Entries provided =>
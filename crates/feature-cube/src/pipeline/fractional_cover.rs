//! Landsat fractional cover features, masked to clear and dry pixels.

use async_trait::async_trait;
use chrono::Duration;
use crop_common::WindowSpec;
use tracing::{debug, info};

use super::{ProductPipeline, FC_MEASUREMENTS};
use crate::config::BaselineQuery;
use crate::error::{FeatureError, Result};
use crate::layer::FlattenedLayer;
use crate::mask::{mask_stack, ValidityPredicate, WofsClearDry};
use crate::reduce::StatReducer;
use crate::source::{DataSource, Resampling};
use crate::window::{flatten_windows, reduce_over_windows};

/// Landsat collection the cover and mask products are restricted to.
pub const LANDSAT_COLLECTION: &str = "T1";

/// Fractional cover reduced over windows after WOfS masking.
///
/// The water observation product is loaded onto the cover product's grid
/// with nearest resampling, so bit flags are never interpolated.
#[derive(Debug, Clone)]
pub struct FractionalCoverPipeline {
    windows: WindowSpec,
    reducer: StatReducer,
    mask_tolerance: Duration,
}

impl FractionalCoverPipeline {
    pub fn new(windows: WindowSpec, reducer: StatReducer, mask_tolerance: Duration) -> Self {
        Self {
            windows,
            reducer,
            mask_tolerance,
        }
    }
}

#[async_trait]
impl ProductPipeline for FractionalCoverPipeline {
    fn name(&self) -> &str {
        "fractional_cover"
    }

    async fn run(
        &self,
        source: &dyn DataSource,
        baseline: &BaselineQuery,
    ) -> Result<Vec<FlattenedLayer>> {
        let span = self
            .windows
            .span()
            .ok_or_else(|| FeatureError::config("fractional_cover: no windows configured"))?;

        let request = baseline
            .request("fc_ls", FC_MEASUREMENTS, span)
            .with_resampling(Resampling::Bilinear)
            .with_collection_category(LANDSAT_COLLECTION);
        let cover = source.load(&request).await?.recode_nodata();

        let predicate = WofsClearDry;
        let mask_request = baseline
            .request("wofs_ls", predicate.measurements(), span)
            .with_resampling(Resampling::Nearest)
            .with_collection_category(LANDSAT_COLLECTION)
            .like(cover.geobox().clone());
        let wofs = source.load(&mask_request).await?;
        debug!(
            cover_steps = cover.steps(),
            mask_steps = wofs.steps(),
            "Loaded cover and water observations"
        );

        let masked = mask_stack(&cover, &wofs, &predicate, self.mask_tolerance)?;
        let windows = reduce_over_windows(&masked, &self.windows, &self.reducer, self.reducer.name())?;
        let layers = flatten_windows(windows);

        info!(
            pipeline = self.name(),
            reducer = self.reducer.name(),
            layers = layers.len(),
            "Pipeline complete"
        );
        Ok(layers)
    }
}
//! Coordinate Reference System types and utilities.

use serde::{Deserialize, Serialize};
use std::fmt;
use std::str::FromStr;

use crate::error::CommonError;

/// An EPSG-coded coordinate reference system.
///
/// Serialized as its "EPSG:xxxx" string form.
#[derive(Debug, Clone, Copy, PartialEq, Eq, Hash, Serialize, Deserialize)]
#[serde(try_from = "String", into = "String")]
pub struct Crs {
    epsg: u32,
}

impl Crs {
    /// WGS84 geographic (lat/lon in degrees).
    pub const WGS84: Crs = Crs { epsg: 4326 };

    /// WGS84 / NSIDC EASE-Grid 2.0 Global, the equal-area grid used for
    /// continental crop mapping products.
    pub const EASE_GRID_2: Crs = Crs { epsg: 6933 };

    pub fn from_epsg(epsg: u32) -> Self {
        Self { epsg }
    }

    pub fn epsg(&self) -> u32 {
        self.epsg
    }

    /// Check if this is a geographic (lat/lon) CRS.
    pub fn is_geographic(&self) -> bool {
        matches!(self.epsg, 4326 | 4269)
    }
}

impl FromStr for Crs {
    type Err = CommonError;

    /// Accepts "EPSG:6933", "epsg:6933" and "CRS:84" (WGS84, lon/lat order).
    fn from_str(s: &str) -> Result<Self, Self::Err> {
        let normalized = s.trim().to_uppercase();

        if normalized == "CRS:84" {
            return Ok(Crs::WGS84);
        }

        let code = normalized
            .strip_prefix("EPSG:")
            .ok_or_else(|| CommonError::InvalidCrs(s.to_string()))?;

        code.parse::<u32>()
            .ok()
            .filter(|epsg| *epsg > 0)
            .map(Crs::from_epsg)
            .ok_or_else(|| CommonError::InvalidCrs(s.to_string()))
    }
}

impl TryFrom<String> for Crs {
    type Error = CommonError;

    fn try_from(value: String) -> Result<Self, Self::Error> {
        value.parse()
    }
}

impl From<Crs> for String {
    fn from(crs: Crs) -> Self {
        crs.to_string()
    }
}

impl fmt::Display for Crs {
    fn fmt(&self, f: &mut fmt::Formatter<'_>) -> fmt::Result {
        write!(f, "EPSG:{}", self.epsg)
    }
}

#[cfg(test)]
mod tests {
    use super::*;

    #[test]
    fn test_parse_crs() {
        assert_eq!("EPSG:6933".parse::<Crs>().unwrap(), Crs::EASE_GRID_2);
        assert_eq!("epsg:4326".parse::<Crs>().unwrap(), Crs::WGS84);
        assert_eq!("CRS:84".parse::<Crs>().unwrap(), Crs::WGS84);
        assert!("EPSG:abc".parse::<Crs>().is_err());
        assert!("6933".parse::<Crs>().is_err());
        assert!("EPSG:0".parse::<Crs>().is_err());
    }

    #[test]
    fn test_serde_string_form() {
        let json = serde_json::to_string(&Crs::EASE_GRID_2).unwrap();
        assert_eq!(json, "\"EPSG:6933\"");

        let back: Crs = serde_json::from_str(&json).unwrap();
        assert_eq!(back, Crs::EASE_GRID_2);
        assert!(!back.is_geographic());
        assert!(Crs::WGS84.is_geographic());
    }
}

Problem statement => Returned text must match every record word for word.

Your solution =>
filename crates/feature-cube/src/pipeline/fractional_cover.rs
//! Landsat fractional cover features, masked to clear and dry pixels.

use async_trait::async_trait;
use chrono::Duration;
use crop_common::WindowSpec;
use tracing::{debug, info};

use super::{ProductPipeline, FC_MEASUREMENTS};
use crate::config::BaselineQuery;
use crate::error::{FeatureError, Result};
use crate::layer::FlattenedLayer;
use crate::mask::{mask_stack, ValidityPredicate, WofsClearDry};
use crate::reduce::StatReducer;
use crate::source::{DataSource, Resampling};
use crate::window::{flatten_windows, reduce_over_windows};

/// Landsat collection the cover and mask products are restricted to.
pub const LANDSAT_COLLECTION: &str = "T1";

/// Fractional cover reduced over windows after WOfS masking.
///
/// The water observation product is loaded onto the cover product's grid
/// with nearest resampling, so bit flags are never interpolated.
#[derive(Debug, Clone)]
pub struct FractionalCoverPipeline {
    windows: WindowSpec,
    reducer: StatReducer,
    mask_tolerance: Duration,
}

impl FractionalCoverPipeline {
    pub fn new(windows: WindowSpec, reducer: StatReducer, mask_tolerance: Duration) -> Self {
        Self {
            windows,
            reducer,
            mask_tolerance,
        }
    }
}

#[async_trait]
impl ProductPipeline for FractionalCoverPipeline {
    fn name(&self) -> &str {
        "fractional_cover"
    }

    async fn run(
        &self,
        source: &dyn DataSource,
        baseline: &BaselineQuery,
    ) -> Result<Vec<FlattenedLayer>> {
        let span = self
            .windows
            .span()
            .ok_or_else(|| FeatureError::config("fractional_cover: no windows configured"))?;

        let request = baseline
            .request("fc_ls", FC_MEASUREMENTS, span)
            .with_resampling(Resampling::Bilinear)
            .with_collection_category(LANDSAT_COLLECTION);
        let cover = source.load(&request).await?.recode_nodata();

        let predicate = WofsClearDry;
        let mask_request = baseline
            .request("wofs_ls", predicate.measurements(), span)
            .with_resampling(Resampling::Nearest)
            .with_collection_category(LANDSAT_COLLECTION)
            .like(cover.geobox().clone());
        let wofs = source.load(&mask_request).await?;
        debug!(
            cover_steps = cover.steps(),
            mask_steps = wofs.steps(),
            "Loaded cover and water observations"
        );

        let masked = mask_stack(&cover, &wofs, &predicate, self.mask_tolerance)?;
        let windows = reduce_over_windows(&masked, &self.windows, &self.reducer, self.reducer.name())?;
        let layers = flatten_windows(windows);

        info!(
            pipeline = self.name(),
            reducer = self.reducer.name(),
            layers = layers.len(),
            "Pipeline complete"
        );
        Ok(layers)
    }
}
//! Coordinate Reference System types and utilities.

use serde::{Deserialize, Serialize};
use std::fmt;
use std::str::FromStr;

use crate::error::CommonError;

/// An EPSG-coded coordinate reference system.
///
/// Serialized as its "EPSG:xxxx" string form.
#[derive(Debug, Clone, Copy, PartialEq, Eq, Hash, Serialize, Deserialize)]
#[serde(try_from = "String", into = "String")]
pub struct Crs {
    epsg: u32,
}

impl Crs {
    /// WGS84 geographic (lat/lon in degrees).
    pub const WGS84: Crs = Crs { epsg: 4326 };

    /// WGS84 / NSIDC EASE-Grid 2.0 Global, the equal-area grid used for
    /// continental crop mapping products.
    pub const EASE_GRID_2: Crs = Crs { epsg: 6933 };

    pub fn from_epsg(epsg: u32) -> Self {
        Self { epsg }
    }

    pub fn epsg(&self) -> u32 {
        self.epsg
    }

    /// Check if this is a geographic (lat/lon) CRS.
    pub fn is_geographic(&self) -> bool {
        matches!(self.epsg, 4326 | 4269)
    }
}

impl FromStr for Crs {
    type Err = CommonError;

    /// Accepts "EPSG:6933", "epsg:6933" and "CRS:84" (WGS84, lon/lat order).
    fn from_str(s: &str) -> Result<Self, Self::Err> {
        let normalized = s.trim().to_uppercase();

        if normalized == "CRS:84" {
            return Ok(Crs::WGS84);
        }

        let code = normalized
            .strip_prefix("EPSG:")
            .ok_or_else(|| CommonError::InvalidCrs(s.to_string()))?;

        code.parse::<u32>()
            .ok()
            .filter(|epsg| *epsg > 0)
            .map(Crs::from_epsg)
            .ok_or_else(|| CommonError::InvalidCrs(s.to_string()))
    }
}

impl TryFrom<String> for Crs {
    type Error = CommonError;

    fn try_from(value: String) -> Result<Self, Self::Error> {
        value.parse()
    }
}

impl From<Crs> for String {
    fn from(crs: Crs) -> Self {
        crs.to_string()
    }
}

impl fmt::Display for Crs {
    fn fmt(&self, f: &mut fmt::Formatter<'_>) -> fmt::Result {
        write!(f, "EPSG:{}", self.epsg)
    }
}

#[cfg(test)]
mod tests {
    use super::*;

    #[test]
    fn test_parse_crs() {
        assert_eq!("EPSG:6933".parse::<Crs>().unwrap(), Crs::EASE_GRID_2);
        assert_eq!("epsg:4326".parse::<Crs>().unwrap(), Crs::WGS84);
        assert_eq!("CRS:84".parse::<Crs>().unwrap(), Crs::WGS84);
        assert!("EPSG:abc".parse::<Crs>().is_err());
        assert!("6933".parse::<Crs>().is_err());
        assert!("EPSG:0".parse::<Crs>().is_err());
    }

    #[test]
    fn test_serde_string_form() {
        let json = serde_json::to_string(&Crs::EASE_GRID_2).unwrap();
        assert_eq!(json, "\"EPSG:6933\"");

        let back: Crs = serde_json::from_str(&json).unwrap();
        assert_eq!(back, Crs::EASE_GRID_2);
        assert!(!back.is_geographic());
        assert!(Crs::WGS84.is_geographic());
    }
}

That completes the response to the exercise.